Absorption bands in 840–1190 and 1217–1620 nm regions allowed discrimination between L × eurolepis seed lots and the pure parental seed lots. The absorption bands in these regions are characteristic of the third overtone of C–H stretching vibration, combination of N–H second overtone stretching vibration and C–H stretch and deformation (Osborne et al. 1993; Shenk et al. 2001; Workman and Weyer 2012). Functional groups responsible for absorption in these regions are mainly CH3, CH2, ArNH2 (aromatic amino acids) and NH2, which are common molecular moieties of fatty acids and proteins Thus, it appears that NIR spectroscopy has utilized differences in fatty acids and proteins as a basis for discriminating seeds of L × eurolepis from L. kaempferi and L. decidua. This divergence in seed storage reserves between hybrid and pure parental (particularly L. kaempferi) seeds is expected because the contribution of the paternal parent (which is L. kaempferi in this study) to the total seed mass is much lower than that of the maternal parent. The embryo (a smaller fraction of the seed mass) is derived from both parents while more than half of the seed mass is of maternal origin. Maternal variation in seed storage reserves is also evident as reproductive allocation in plants is generally governed by the genetic constitution (see review, Bazzaz et al. 2000). Tigabu et al. (2005) have found maternal variation in storage reserves as the basis for identifying among maternal parents of Scots pine using NIR spectra.

Conclusions

Classification of pure and hybrid larch seeds using NIR spectroscopy was successful. Thus, the results highlight the feasibility of NIR spectroscopy as a non-destructive method for verification of hybrid larch seeds. The technique is rapid and efficient as it takes ca. 2 min to scan a single seed, non-destructive and there is no need for sample preparation. Moreover, the OPLS-DA modelling approach results in the development of parsimonious models that provide additional information that allow within-class variation to be explained.

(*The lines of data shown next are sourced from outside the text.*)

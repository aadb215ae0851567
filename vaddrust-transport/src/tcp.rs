//! TCP transport for the telnet shell

use std::net::SocketAddr;
use std::time::Duration;

use async_trait::async_trait;
use bytes::BytesMut;
use tokio::io::{AsyncReadExt, AsyncWriteExt};
use tokio::net::TcpStream;
use tokio::time::timeout;
use tracing::{debug, trace, warn};

use crate::{error::*, Transport};

/// Bytes shown in trace dumps
const TRACE_BYTES: usize = 32;

/// TCP transport for Vaddio cameras
pub struct TcpTransport {
    addr: String,
    port: u16,
    socket_addr: Option<SocketAddr>,
    stream: Option<TcpStream>,
    connect_timeout: Duration,
}

impl TcpTransport {
    /// Create new TCP transport
    pub fn new(addr: impl Into<String>, port: u16) -> Self {
        Self {
            addr: addr.into(),
            port,
            socket_addr: None,
            stream: None,
            connect_timeout: Duration::from_secs(5),
        }
    }

    /// Set connection timeout
    pub fn with_connect_timeout(mut self, timeout: Duration) -> Self {
        self.connect_timeout = timeout;
        self
    }

    /// Resolve address to SocketAddr
    async fn resolve_addr(&mut self) -> Result<SocketAddr> {
        if let Some(addr) = self.socket_addr {
            return Ok(addr);
        }

        let addr_str = format!("{}:{}", self.addr, self.port);

        let addrs: Vec<SocketAddr> = tokio::net::lookup_host(&addr_str)
            .await
            .map_err(|e| Error::InvalidAddress(format!("{}: {}", addr_str, e)))?
            .collect();

        let addr = addrs
            .first()
            .ok_or_else(|| Error::InvalidAddress(format!("No addresses found for {}", addr_str)))?;

        self.socket_addr = Some(*addr);
        Ok(*addr)
    }
}

#[async_trait]
impl Transport for TcpTransport {
    async fn connect(&mut self) -> Result<()> {
        if self.is_connected() {
            return Err(Error::AlreadyConnected);
        }

        let addr = self.resolve_addr().await?;

        debug!("Connecting to {}...", addr);

        let stream = timeout(self.connect_timeout, TcpStream::connect(addr))
            .await
            .map_err(|_| Error::ConnectionTimeout)?
            .map_err(Error::Io)?;

        // Commands are single short lines
        stream.set_nodelay(true)?;

        debug!("Connected to {}", addr);

        self.stream = Some(stream);
        Ok(())
    }

    async fn disconnect(&mut self) -> Result<()> {
        if let Some(mut stream) = self.stream.take() {
            debug!("Disconnecting from {}...", self.remote_addr());

            let _ = stream.shutdown().await;
        }

        self.socket_addr = None;
        Ok(())
    }

    fn is_connected(&self) -> bool {
        self.stream.is_some()
    }

    async fn send(&mut self, data: &[u8]) -> Result<()> {
        let stream = self.stream.as_mut().ok_or(Error::NotConnected)?;

        trace!("Sending {} bytes: {}", data.len(), hex::encode(&data[..data.len().min(TRACE_BYTES)]));

        let written = match stream.write_all(data).await {
            Ok(()) => stream.flush().await,
            Err(e) => Err(e),
        };

        if let Err(e) = written {
            warn!("Write error: {}", e);
            // the socket is unusable after a failed write
            self.stream = None;
            return Err(Error::Io(e));
        }

        Ok(())
    }

    async fn receive(&mut self) -> Result<BytesMut> {
        let stream = self.stream.as_mut().ok_or(Error::NotConnected)?;

        let mut buf = BytesMut::with_capacity(1024);

        let n = match stream.read_buf(&mut buf).await {
            Ok(n) => n,
            Err(e) => {
                warn!("Read error: {}", e);
                self.stream = None;
                return Err(Error::Io(e));
            }
        };

        if n == 0 {
            self.stream = None;
            return Err(Error::ConnectionClosed);
        }

        trace!("Received {} bytes: {}", n, hex::encode(&buf[..n.min(TRACE_BYTES)]));

        Ok(buf)
    }

    fn remote_addr(&self) -> String {
        self.socket_addr
            .map(|addr| addr.to_string())
            .unwrap_or_else(|| format!("{}:{}", self.addr, self.port))
    }
}

impl Drop for TcpTransport {
    fn drop(&mut self) {
        if self.is_connected() {
            warn!("TCP transport dropped while still connected");
        }
    }
}
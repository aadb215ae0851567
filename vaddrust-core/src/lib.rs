//! # vaddrust-core
//!
//! Protocol engine for the Vaddio PTZ camera telnet shell.
//!
//! This crate provides the sans-IO building blocks:
//! - Line framing and prompt detection
//! - The single-slot command gate
//! - Catch-up and recurring status polling
//! - Reply parsing into [`vaddrust_types::CameraState`]
//! - The session state machine tying them together

pub mod command;
pub mod constants;
pub mod dispatcher;
pub mod error;
pub mod framer;
pub mod listener;
pub mod poll;
pub mod reply;
pub mod session;

pub use command::CameraCommand;
pub use error::{Error, Result};
pub use framer::{LineFramer, Prompt};
pub use listener::StateListener;
pub use session::{Credential, Output, Session, SessionRuntime, SessionState};

/// Default telnet port
pub const DEFAULT_PORT: u16 = vaddrust_types::ConnectionConfig::DEFAULT_PORT;
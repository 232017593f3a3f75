use crate::{auth::verify_jwt, error::AppError, state::AppState, user::UserDirectory};
use axum::{
    async_trait,
    body::Body,
    extract::{FromRequestParts, State},
    http::{header::AUTHORIZATION, request::Parts, Request},
    middleware::Next,
    response::Response,
};
use uuid::Uuid;

pub async fn auth_middleware(
    State(state): State<AppState>,
    mut req: Request<Body>,
    next: Next,
) -> Result<Response, AppError> {
    let token = req
        .headers()
        .get(AUTHORIZATION)
        .and_then(|h| h.to_str().ok())
        .and_then(|h| h.strip_prefix("Bearer "))
        .ok_or_else(|| AppError::Unauthorized("Missing bearer token".to_string()))?;

    let user_id = verify_jwt(token, &state.config.jwt_secret)?;

    let user = state
        .user_repository
        .find_by_id(user_id)
        .await?
        .ok_or_else(|| AppError::Unauthorized("User not found".to_string()))?;

    if !user.is_active {
        return Err(AppError::Forbidden("Account is deactivated".to_string()));
    }

    req.extensions_mut().insert(user_id);

    Ok(next.run(req).await)
}

/// The authenticated viewer, placed in request extensions by `auth_middleware`.
pub struct AuthUser(pub Uuid);

#[async_trait]
impl<S> FromRequestParts<S> for AuthUser
where
    S: Send + Sync,
{
    type Rejection = AppError;

    async fn from_request_parts(parts: &mut Parts, _state: &S) -> Result<Self, Self::Rejection> {
        parts
            .extensions
            .get::<Uuid>()
            .copied()
            .map(AuthUser)
            .ok_or_else(|| AppError::Unauthorized("Invalid credentials".to_string()))
    }
}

From practical viewpoint, the technique can offer a unique opportunity for seed orchard managers to rapidly estimate the hybrid seed yield from open pollinated mixed species seed orchards. Breeders can also benefit from use of the NIR technique to assess the efficiency of artificial pollination in seed orchard management research. As a whole, NIR spectroscopy is a very promising method which should be verified using seeds from many different families before recommending its use in operational practice.